Copy, word for word, each line of the data below from the first through the line containing "Licensed under the", and stop there.

─── EXTRACTED DATA ───

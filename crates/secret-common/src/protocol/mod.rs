//! SECRET protocol definitions.
//!
//! - [`frame`]: the `<senderID> <messageType> <payload>` body of every message
//! - [`message`]: message kinds understood by each peer role
//! - [`peer`]: peer records and rosters exchanged during registration

pub mod frame;
pub mod message;
pub mod peer;


pub use frame::{Frame, SenderId, EOF_SENTINEL};
pub use message::{ComputeMessage, CoordinatorMessage, MessageKind, ProviderMessage};
pub use peer::{GlobalId, PeerInfo, Roster};
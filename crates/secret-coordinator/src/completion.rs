// Copyright 2025 SECRET Authors
//
// Licensed under the Apache License, Version 2.0 (the "License");
// you may not use this file except in compliance with the License.
// You may obtain a copy of the License at
//
//     http://www.apache.org/licenses/LICENSE-2.0
//
// Unless required by applicable law or agreed to in writing, software
// distributed under the License is distributed on an "AS IS" BASIS,
// WITHOUT WARRANTIES OR CONDITIONS OF ANY KIND, either express or implied.
// See the License for the specific language governing permissions and
// limitations under the License.

//! Result fragment collection and completion detection.

use std::sync::atomic::{AtomicBool, AtomicUsize, Ordering};

use parking_lot::Mutex;

use secret_common::{GlobalId, Result, SecretError};

/// One block of output lines from a Compute Node.
#[derive(Debug, Clone, PartialEq, Eq)]
pub struct ResultFragment {
    pub origin: GlobalId,
    /// Arrival order across all origins.
    pub ordinal: usize,
    pub text: String,
}

/// What an end-of-output sentinel did to the session.
#[derive(Debug, Clone, Copy, PartialEq, Eq)]
pub enum SentinelOutcome {
    /// The origin had already finished.
    Duplicate,
    /// Counted; other origins are still outstanding.
    Pending { first: bool },
    /// Counted and it was the last one. Returned to exactly one caller.
    Complete { first: bool },
}

pub struct Completion {
    expected: usize,
    fragments: Mutex<Vec<ResultFragment>>,
    finished: Vec<AtomicBool>,
    finished_count: AtomicUsize,
    merged: AtomicBool,
}

impl Completion {
    pub fn new(expected: usize) -> Self {
        Self {
            expected,
            fragments: Mutex::new(Vec::new()),
            finished: (0..expected).map(|_| AtomicBool::new(false)).collect(),
            finished_count: AtomicUsize::new(0),
            merged: AtomicBool::new(false),
        }
    }

    fn check_origin(&self, origin: GlobalId) -> Result<()> {
        if origin.index() >= self.expected {
            return Err(SecretError::Protocol(format!(
                "output from unknown compute node {} (expected ids below {})",
                origin, self.expected
            )));
        }
        Ok(())
    }

    pub fn push_fragment(&self, origin: GlobalId, text: String) -> Result<()> {
        self.check_origin(origin)?;
        if text.is_empty() {
            return Ok(());
        }
        let mut fragments = self.fragments.lock();
        let ordinal = fragments.len();
        fragments.push(ResultFragment {
            origin,
            ordinal,
            text,
        });
        Ok(())
    }

    pub fn mark_finished(&self, origin: GlobalId) -> Result<SentinelOutcome> {
        self.check_origin(origin)?;
        if self.finished[origin.index()].swap(true, Ordering::AcqRel) {
            return Ok(SentinelOutcome::Duplicate);
        }

        let count = self.finished_count.fetch_add(1, Ordering::AcqRel) + 1;
        let first = count == 1;
        if count == self.expected
            && self
                .merged
                .compare_exchange(false, true, Ordering::AcqRel, Ordering::Acquire)
                .is_ok()
        {
            Ok(SentinelOutcome::Complete { first })
        } else {
            Ok(SentinelOutcome::Pending { first })
        }
    }

    pub fn is_finished(&self, origin: GlobalId) -> Result<bool> {
        self.check_origin(origin)?;
        Ok(self.finished[origin.index()].load(Ordering::Acquire))
    }

    pub fn finished_count(&self) -> usize {
        self.finished_count.load(Ordering::Acquire)
    }

    pub fn unfinished(&self) -> Vec<GlobalId> {
        self.finished
            .iter()
            .enumerate()
            .filter(|(_, done)| !done.load(Ordering::Acquire))
            .map(|(index, _)| GlobalId(index))
            .collect()
    }

    /// Removes every collected fragment, in arrival order.
    pub fn take_fragments(&self) -> Vec<ResultFragment> {
        std::mem::take(&mut *self.fragments.lock())
    }
}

───

__SOLVED PROBLEM__:
filename crates/secret-common/src/protocol/mod.rs
//! SECRET protocol definitions.
//!
//! - [`frame`]: the `<senderID> <messageType> <payload>` body of every message
//! - [`message`]: message kinds understood by each peer role
//! - [`peer`]: peer records and rosters exchanged during registration

pub mod frame;
pub mod message;
pub mod peer;


pub use frame::{Frame, SenderId, EOF_SENTINEL};
pub use message::{ComputeMessage, CoordinatorMessage, MessageKind, ProviderMessage};
pub use peer::{GlobalId, PeerInfo, Roster};
filename crates/secret-coordinator/src/completion.rs
// Copyright 2025 SECRET Authors
//
// Licensed under the Apache License, Version 2.0 (the "License");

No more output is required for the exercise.